El programa de actividades organizado para celebrar el centenario fue amplio y variado: en primer lugar, se clausuró la exposición ‘Vedra, cien años de historia’, que reflejó a través de documentos y fotografías la trayectoria de la institución nacida el 25 de septiembre de 1910. Seguidamente, se descubrieron dos placas conmemorativas: la primera de ellas estuvo dedicada a uno de los ex presidentes de la entidad, Jesús Iglesias Estévez, momento de gran emotividad ya que se encontraban presentes los familiares del directivo, uno de los más recordados por todos los socios, mientras que la otra placa tuvo como motivo sentar un recordatorio de la visita del alcalde en la celebración de los actos del centenario.
Posteriormente, toda la comitiva llegada de Galicia, acompañada por los directivos y socios de la institución, se trasladó al salón principal, en donde se inauguró la exposición ‘Para saber de nós’, traída especialmente desde Vedra y compuesta por gigantografías de cartas y fotografías que testimonian el proceso migratorio que llevó a miles de vedrenses a dejar sus hogares en búsqueda de un futuro mejor.
“Hoy es un día muy especial para todos nosotros, ya que estamos celebrando los cien años desde que se sembró la semilla que germinó en esta gran institución”, explicó a la prensa Cobas, quien también estuvo acompañado por representantes de las cuatro fuerzas políticas del concello.
El alcalde, quien viaja todos los años a Buenos Aires para mantener un contacto directo con sus paisanos, recalcó el esfuerzo que hicieron los emigrantes vedrenses residentes en la capital argentina para mantener en pie una asociación representativa de su tierra de origen. “Ellos hicieron posible que esta institución se convirtiera en una de las más importantes de la colectividad gallega en el exterior”, recalcó.
En la misma tónica, el presidente de la Diputación de A Coruña subrayó: “Cumplir cien años no es una fecha a la que se llega fácilmente, y es bonito ver como de a poco las instituciones gallegas en el exterior van siendo ya centenarias. Si uno vuelve la vista atrás, puede sentirse orgulloso de lo que ha significado el aporte de los gallegos de la diáspora, fundando en el exterior las primeras sociedades de socorros mutuos, y también la generosidad que han demostrado por su tierra de origen, ya que sólo entre 1904 y 1936 ya se habían creado 221 institutos y escuelas en Galicia gracias al aporte de los emigrantes.
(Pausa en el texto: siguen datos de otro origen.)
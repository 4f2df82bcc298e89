//! Terminal Bridge (SPEC_FULL.md §4.5).
//!
//! One bridge per bound session: owns the backing [`ProcessHandle`], a
//! bounded replay buffer, and the set of subscribed client ids. Output
//! delivery is push-based through an injected [`OutputSink`] (the Client
//! Fan-out Hub in production, a recording stub in tests) so the bridge
//! never depends on WebSocket machinery directly.

pub mod ring_buffer;

use std::collections::{HashMap, HashSet};
use std::sync::{Arc, Mutex};
use std::time::{Duration, Instant};

use thiserror::Error;
use tracing::{info, warn};

use crate::config::HostConfig;
use crate::connection::traits::{OutputSink, ProcessHandle};
use crate::connection::{ConnectionError, HostConnectionManager};
use crate::discovery::classify::{self, OperationStatusInputs};
use crate::discovery::signals;
use crate::session::{AssistantOperationStatus, SessionId};

use ring_buffer::RingBuffer;

const STATUS_WINDOW_BYTES: usize = 2048;
const STATUS_DEBOUNCE: Duration = Duration::from_millis(100);

#[derive(Debug, Error)]
pub enum BridgeError {
    #[error(transparent)]
    Connection(#[from] ConnectionError),
    #[error("no bridge is open for session '{0}'")]
    NotOpen(String),
    #[error("host '{0}' is not configured")]
    UnknownHost(String),
}

#[derive(Debug, Clone, Copy, PartialEq, Eq)]
pub enum BridgeState {
    Initializing,
    Connected,
    Closed,
    Errored,
}

/// One bridged session: the live process, its replay buffer, and whoever
/// is currently subscribed. `Sync`/`Send` so a reader task can hold an
/// `Arc<TerminalBridge>` alongside callers driving subscribe/input/resize.
pub struct TerminalBridge {
    session_id: SessionId,
    process: Box<dyn ProcessHandle>,
    ring: Mutex<RingBuffer>,
    subscribers: Mutex<HashSet<String>>,
    state: Mutex<BridgeState>,
    is_assistant_session: bool,
    working_directory: Option<String>,
    status_window: Mutex<Vec<u8>>,
    last_status_check: Mutex<Instant>,
    current_status: Mutex<Option<AssistantOperationStatus>>,
}

impl TerminalBridge {
    fn new(
        session_id: SessionId,
        process: Box<dyn ProcessHandle>,
        is_assistant_session: bool,
        working_directory: Option<String>,
    ) -> Self {
        Self {
            session_id,
            process,
            ring: Mutex::new(RingBuffer::new()),
            subscribers: Mutex::new(HashSet::new()),
            state: Mutex::new(BridgeState::Connected),
            is_assistant_session,
            working_directory,
            status_window: Mutex::new(Vec::new()),
            last_status_check: Mutex::new(Instant::now() - STATUS_DEBOUNCE),
            current_status: Mutex::new(None),
        }
    }

    pub fn state(&self) -> BridgeState {
        *self.state.lock().unwrap()
    }

    pub fn current_buffer(&self) -> Vec<String> {
        self.ring.lock().unwrap().read_lines()
    }

    fn add_subscriber(&self, client_id: &str) {
        self.subscribers.lock().unwrap().insert(client_id.to_string());
    }

    /// Returns `true` if removing this subscriber emptied the set — the
    /// caller must close the bridge on that transition.
    fn remove_subscriber(&self, client_id: &str) -> bool {
        let mut subs = self.subscribers.lock().unwrap();
        subs.remove(client_id);
        subs.is_empty()
    }

    pub fn subscriber_count(&self) -> usize {
        self.subscribers.lock().unwrap().len()
    }

    pub fn input(&self, data: &[u8]) -> Result<(), BridgeError> {
        self.process.write_input(data)?;
        Ok(())
    }

    pub fn resize(&self, cols: u16, rows: u16) -> Result<(), BridgeError> {
        self.process.resize(cols, rows)?;
        Ok(())
    }

    pub fn current_operation_status(&self) -> Option<AssistantOperationStatus> {
        *self.current_status.lock().unwrap()
    }

    /// Feed freshly-arrived bytes into the replay buffer and, for
    /// assistant sessions, the incremental status detector
    /// (SPEC_FULL.md §4.5: sliding 2KB window, 100ms debounce).
    fn on_pty_data(&self, data: &[u8]) {
        self.ring.lock().unwrap().write(data);

        if !self.is_assistant_session {
            return;
        }

        let mut window = self.status_window.lock().unwrap();
        window.extend_from_slice(data);
        if window.len() > STATUS_WINDOW_BYTES {
            let excess = window.len() - STATUS_WINDOW_BYTES;
            window.drain(0..excess);
        }

        let mut last_check = self.last_status_check.lock().unwrap();
        if last_check.elapsed() < STATUS_DEBOUNCE {
            return;
        }
        *last_check = Instant::now();

        let text = String::from_utf8_lossy(&window);
        let last_lines: Vec<String> = text.lines().rev().take(5).map(str::to_string).collect();
        let (hud_present_with_spinner, hud_state_active) = self
            .working_directory
            .as_deref()
            .map(signals::omc_hud_state)
            .unwrap_or((false, false));
        let inputs = OperationStatusInputs {
            last_lines: &last_lines,
            activity_file_modified_recently: self
                .working_directory
                .as_deref()
                .is_some_and(signals::activity_file_modified_recently),
            hud_present_with_spinner,
            hud_state_active,
        };
        *self.current_status.lock().unwrap() = Some(classify::classify_operation_status(&inputs));
    }

    fn close(&self) {
        *self.state.lock().unwrap() = BridgeState::Closed;
        let _ = self.process.close();
    }

    fn fail(&self) {
        *self.state.lock().unwrap() = BridgeState::Errored;
        let _ = self.process.close();
    }
}

/// Owns every live [`TerminalBridge`], keyed by session id, and drives
/// the subscribe/unsubscribe lifecycle that opens and closes them
/// (SPEC_FULL.md §4.5, §4.6).
pub struct BridgeRegistry {
    connections: Arc<HostConnectionManager>,
    hosts: HashMap<String, HostConfig>,
    sink: Arc<dyn OutputSink>,
    bridges: Mutex<HashMap<String, Arc<TerminalBridge>>>,
}

impl BridgeRegistry {
    pub fn new(connections: Arc<HostConnectionManager>, hosts: HashMap<String, HostConfig>, sink: Arc<dyn OutputSink>) -> Self {
        Self {
            connections,
            hosts,
            sink,
            bridges: Mutex::new(HashMap::new()),
        }
    }

    pub fn get(&self, session_id: &str) -> Option<Arc<TerminalBridge>> {
        self.bridges.lock().unwrap().get(session_id).cloned()
    }

    /// `subscribe(sessionId, clientId)` (SPEC_FULL.md §4.6). Opens the
    /// bridge on first subscribe (state `—` -> initializing -> connected);
    /// otherwise just registers the subscriber against the existing
    /// bridge. Returns the current replay buffer either way.
    pub async fn subscribe(
        &self,
        session_id: &SessionId,
        host_id: &str,
        is_assistant_session: bool,
        client_id: &str,
        cols: u16,
        rows: u16,
        working_dir: Option<&str>,
    ) -> Result<(Arc<TerminalBridge>, Vec<String>), BridgeError> {
        if let Some(bridge) = self.get(&session_id.0) {
            bridge.add_subscriber(client_id);
            let buffer = bridge.current_buffer();
            return Ok((bridge, buffer));
        }

        let host = self
            .hosts
            .get(host_id)
            .ok_or_else(|| BridgeError::UnknownHost(host_id.to_string()))?;

        if !host.is_local() {
            self.connections.ensure_connected(host)?;
        }
        let (process, mut rx) = self.connections.open_shell(host, cols, rows, working_dir)?;
        let bridge = Arc::new(TerminalBridge::new(
            session_id.clone(),
            process,
            is_assistant_session,
            working_dir.map(String::from),
        ));
        bridge.add_subscriber(client_id);
        self.bridges.lock().unwrap().insert(session_id.0.clone(), bridge.clone());
        info!(session = %session_id, "bridge opened");

        let reader_bridge = bridge.clone();
        let sink = self.sink.clone();
        let reader_session_id = session_id.clone();
        tokio::spawn(async move {
            while let Some(chunk) = rx.recv().await {
                reader_bridge.on_pty_data(&chunk);
                sink.send_output(&reader_session_id, &chunk);
            }
            if reader_bridge.state() == BridgeState::Connected {
                reader_bridge.close();
                sink.send_exit(&reader_session_id, None);
            }
        });

        let buffer = bridge.current_buffer();
        Ok((bridge, buffer))
    }

    /// `unsubscribe(sessionId, clientId)`. Closes the bridge once the
    /// last subscriber drops off (SPEC_FULL.md §4.5).
    pub fn unsubscribe(&self, session_id: &str, client_id: &str) {
        let bridge = match self.get(session_id) {
            Some(b) => b,
            None => return,
        };
        if bridge.remove_subscriber(client_id) {
            bridge.close();
            self.bridges.lock().unwrap().remove(session_id);
            info!(session = session_id, "bridge closed: no remaining subscribers");
        }
    }

    /// A dropped client (connection lost, not an explicit unsubscribe)
    /// removes that client from every bridge it was subscribed to
    /// (SPEC_FULL.md §4.6, "Reconnection").
    pub fn remove_client_everywhere(&self, client_id: &str) {
        let ids: Vec<String> = self.bridges.lock().unwrap().keys().cloned().collect();
        for id in ids {
            self.unsubscribe(&id, client_id);
        }
    }

    pub fn input(&self, session_id: &str, data: &[u8]) -> Result<(), BridgeError> {
        self.get(session_id).ok_or_else(|| BridgeError::NotOpen(session_id.to_string()))?.input(data)
    }

    pub fn resize(&self, session_id: &str, cols: u16, rows: u16) -> Result<(), BridgeError> {
        self.get(session_id).ok_or_else(|| BridgeError::NotOpen(session_id.to_string()))?.resize(cols, rows)
    }

    /// Explicit `close(sessionId)` from any state (SPEC_FULL.md §4.5).
    pub fn close(&self, session_id: &str) {
        if let Some(bridge) = self.bridges.lock().unwrap().remove(session_id) {
            bridge.close();
        }
    }

    /// A lower layer (the Host Connection Manager's reconnect loop)
    /// observed the underlying connection fail out from under this
    /// bridge. Transitions to `Errored`, notifies subscribers, and drops
    /// the bridge (SPEC_FULL.md §4.5: "pty-exit/error -> error/closed").
    pub fn mark_errored(&self, session_id: &str, message: &str) {
        if let Some(bridge) = self.bridges.lock().unwrap().remove(session_id) {
            bridge.fail();
            self.sink.send_error(&bridge.session_id, message);
        }
    }

    pub fn close_all(&self) {
        let mut bridges = self.bridges.lock().unwrap();
        for bridge in bridges.values() {
            bridge.close();
        }
        bridges.clear();
        warn!("all bridges closed");
    }
}

#[cfg(test)]
mod tests {
    use super::*;
    use std::sync::atomic::{AtomicUsize, Ordering};

    struct RecordingSink {
        output_calls: AtomicUsize,
    }

    impl OutputSink for RecordingSink {
        fn send_output(&self, _session_id: &SessionId, _data: &[u8]) {
            self.output_calls.fetch_add(1, Ordering::SeqCst);
        }
        fn send_exit(&self, _session_id: &SessionId, _exit_code: Option<i32>) {}
        fn send_error(&self, _session_id: &SessionId, _message: &str) {}
    }

    fn local_host() -> HostConfig {
        HostConfig {
            id: HostConfig::LOCAL_ID.to_string(),
            name: "Local".into(),
            hostname: String::new(),
            port: 22,
            username: String::new(),
            private_key_path: None,
            password: None,
            password_env_var: None,
            passphrase: None,
            passphrase_env_var: None,
            use_agent: false,
            jump_host: None,
        }
    }

    fn registry() -> BridgeRegistry {
        let mut hosts = HashMap::new();
        hosts.insert(HostConfig::LOCAL_ID.to_string(), local_host());
        let sink = Arc::new(RecordingSink { output_calls: AtomicUsize::new(0) });
        BridgeRegistry::new(Arc::new(HostConnectionManager::new()), hosts, sink)
    }

    #[tokio::test]
    async fn first_subscribe_opens_a_bridge() {
        let registry = registry();
        let session_id = SessionId::new("local", "$0", "%0");
        let (bridge, buffer) = registry
            .subscribe(&session_id, "local", false, "client-a", 80, 24, None)
            .await
            .unwrap();
        assert_eq!(bridge.state(), BridgeState::Connected);
        assert!(buffer.is_empty());
        assert_eq!(bridge.subscriber_count(), 1);
    }

    #[tokio::test]
    async fn second_subscribe_reuses_the_existing_bridge() {
        let registry = registry();
        let session_id = SessionId::new("local", "$0", "%0");
        registry.subscribe(&session_id, "local", false, "client-a", 80, 24, None).await.unwrap();
        let (bridge, _) = registry
            .subscribe(&session_id, "local", false, "client-b", 80, 24, None)
            .await
            .unwrap();
        assert_eq!(bridge.subscriber_count(), 2);
    }

    #[tokio::test]
    async fn unsubscribing_last_client_closes_the_bridge() {
        let registry = registry();
        let session_id = SessionId::new("local", "$0", "%0");
        registry.subscribe(&session_id, "local", false, "client-a", 80, 24, None).await.unwrap();
        registry.unsubscribe(&session_id.0, "client-a");
        assert!(registry.get(&session_id.0).is_none());
    }

    #[tokio::test]
    async fn unsubscribing_one_of_two_keeps_the_bridge_open() {
        let registry = registry();
        let session_id = SessionId::new("local", "$0", "%0");
        registry.subscribe(&session_id, "local", false, "client-a", 80, 24, None).await.unwrap();
        registry.subscribe(&session_id, "local", false, "client-b", 80, 24, None).await.unwrap();
        registry.unsubscribe(&session_id.0, "client-a");
        assert!(registry.get(&session_id.0).is_some());
    }

    #[tokio::test]
    async fn explicit_close_removes_the_bridge_regardless_of_subscribers() {
        let registry = registry();
        let session_id = SessionId::new("local", "$0", "%0");
        registry.subscribe(&session_id, "local", false, "client-a", 80, 24, None).await.unwrap();
        registry.close(&session_id.0);
        assert!(registry.get(&session_id.0).is_none());
    }

    #[test]
    fn status_detector_only_runs_for_assistant_sessions() {
        let process: Box<dyn ProcessHandle> = Box::new(NoopProcess);
        let bridge = TerminalBridge::new(SessionId::new("local", "$0", "%0"), process, false, None);
        bridge.on_pty_data(b"Thinking...\n");
        assert!(bridge.current_operation_status().is_none());
    }

    #[test]
    fn status_detector_classifies_thinking_marker() {
        let process: Box<dyn ProcessHandle> = Box::new(NoopProcess);
        let bridge = TerminalBridge::new(SessionId::new("local", "$0", "%0"), process, true, None);
        *bridge.last_status_check.lock().unwrap() = Instant::now() - STATUS_DEBOUNCE;
        bridge.on_pty_data(b"Running tool\xe2\x80\xa6\n");
        assert_eq!(bridge.current_operation_status(), Some(AssistantOperationStatus::Thinking));
    }

    struct NoopProcess;
    impl ProcessHandle for NoopProcess {
        fn write_input(&self, _data: &[u8]) -> Result<(), ConnectionError> {
            Ok(())
        }
        fn resize(&self, _cols: u16, _rows: u16) -> Result<(), ConnectionError> {
            Ok(())
        }
        fn close(&self) -> Result<(), ConnectionError> {
            Ok(())
        }
        fn is_alive(&self) -> bool {
            true
        }
    }
}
La historia de estos centros es un fiel reflejo de la generosidad y la solidaridad de los gallegos”.
Por su parte, la presidenta de la Sociedad Parroquial de Vedra, Dora Pegito, expresó a España Exterior su emoción por el cumplimiento de esta fecha tan especial para todos los vedrenses que residen en Buenos Aires y, en particular, para los casi mil socios que concurren asiduamente a su institución. “Realmente nos sentimos muy contentos y orgullosos de llegar a los cien años de actividad; a lo largo de la historia, esta entidad, que originariamente se creó para celebrar las fiestas que se hacían en nuestro pueblo y ayudar a nuestros paisanos que quedaron en Galicia, fue evolucionando y cambiando, y hoy uno de nuestros mayores logros es el de contar con una gran cantidad de socios jóvenes que siguen manteniendo vivo el legado de sus padres y abuelos”, subrayó.
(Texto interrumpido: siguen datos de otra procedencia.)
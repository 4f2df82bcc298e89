//! Transport abstraction traits for terminal bridge I/O (SPEC_FULL.md §4.5).
//!
//! Generalizes `core/src/session/traits.rs`'s desktop/agent seam into a
//! local-PTY/SSH-shell seam: the Terminal Bridge reads from whichever
//! [`ProcessHandle`] backs a session without caring which backend produced
//! it, and delivers output through an injected [`OutputSink`] rather than
//! writing transport-specific code (Tauri events, JSON-RPC frames) inline.

use crate::session::SessionId;

/// Delivers terminal output and lifecycle notifications to subscribers.
/// The Client Fan-out Hub implements this by fanning out over active
/// WebSocket connections; implementations must be cheap to call from a
/// background reader thread.
pub trait OutputSink: Send + Sync + 'static {
    fn send_output(&self, session_id: &SessionId, data: &[u8]);
    fn send_exit(&self, session_id: &SessionId, exit_code: Option<i32>);
    fn send_error(&self, session_id: &SessionId, message: &str);
}

/// A running process backing a bridged session — either a local PTY or an
/// SSH shell channel. The bridge never matches on which backend it holds.
pub trait ProcessHandle: Send + Sync {
    fn write_input(&self, data: &[u8]) -> Result<(), crate::connection::ConnectionError>;
    fn resize(&self, cols: u16, rows: u16) -> Result<(), crate::connection::ConnectionError>;
    fn close(&self) -> Result<(), crate::connection::ConnectionError>;
    fn is_alive(&self) -> bool;
}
Luego de expresar su “profunda gratitud” a las autoridades argentinas, españolas y gallegas “por el valioso aporte que han hecho a nuestra institución lo largo de estos cien años”, Pegito se refirió al permanente apoyo que reciben desde el concello de Vedra: “Eso se puede comprobar en las visitas permanentes que recibimos de nuestro alcalde o cuando viajamos con nuestros grupos de música y baile a Galicia, donde siempre nos han recibido con los brazos abiertos”, concluyó.
Breve historia de la entidad
Nacida originalmente con el nombre de Sociedad Agrícola, Ganadera y de Instrucción de Santa Eulalia de Vedra, la Sociedad Parroquial de Vedra fue fundada a comienzos del siglo XX por un grupo de emigrantes con el objetivo de organizar actividades para mantener la unión entre los hijos de Vedra, brindar contención de tipo afectivo para paliar los problemas por el desarraigo, y mantener y exaltar su cultura, costumbres y tradiciones a través de diversas actividades sociales.
A mediados de la década del 30 del siglo pasado la sociedad entró en un período de inactividad hasta 1948, momento en el que un grupo de vedrenses decidieron emprender un nuevo camino que dura hasta la actualidad, logrando de esta manera intensificar los lazos con sus orígenes, no sólo a los emigrantes, sino también a las nuevas generaciones nacidas en suelo argentino.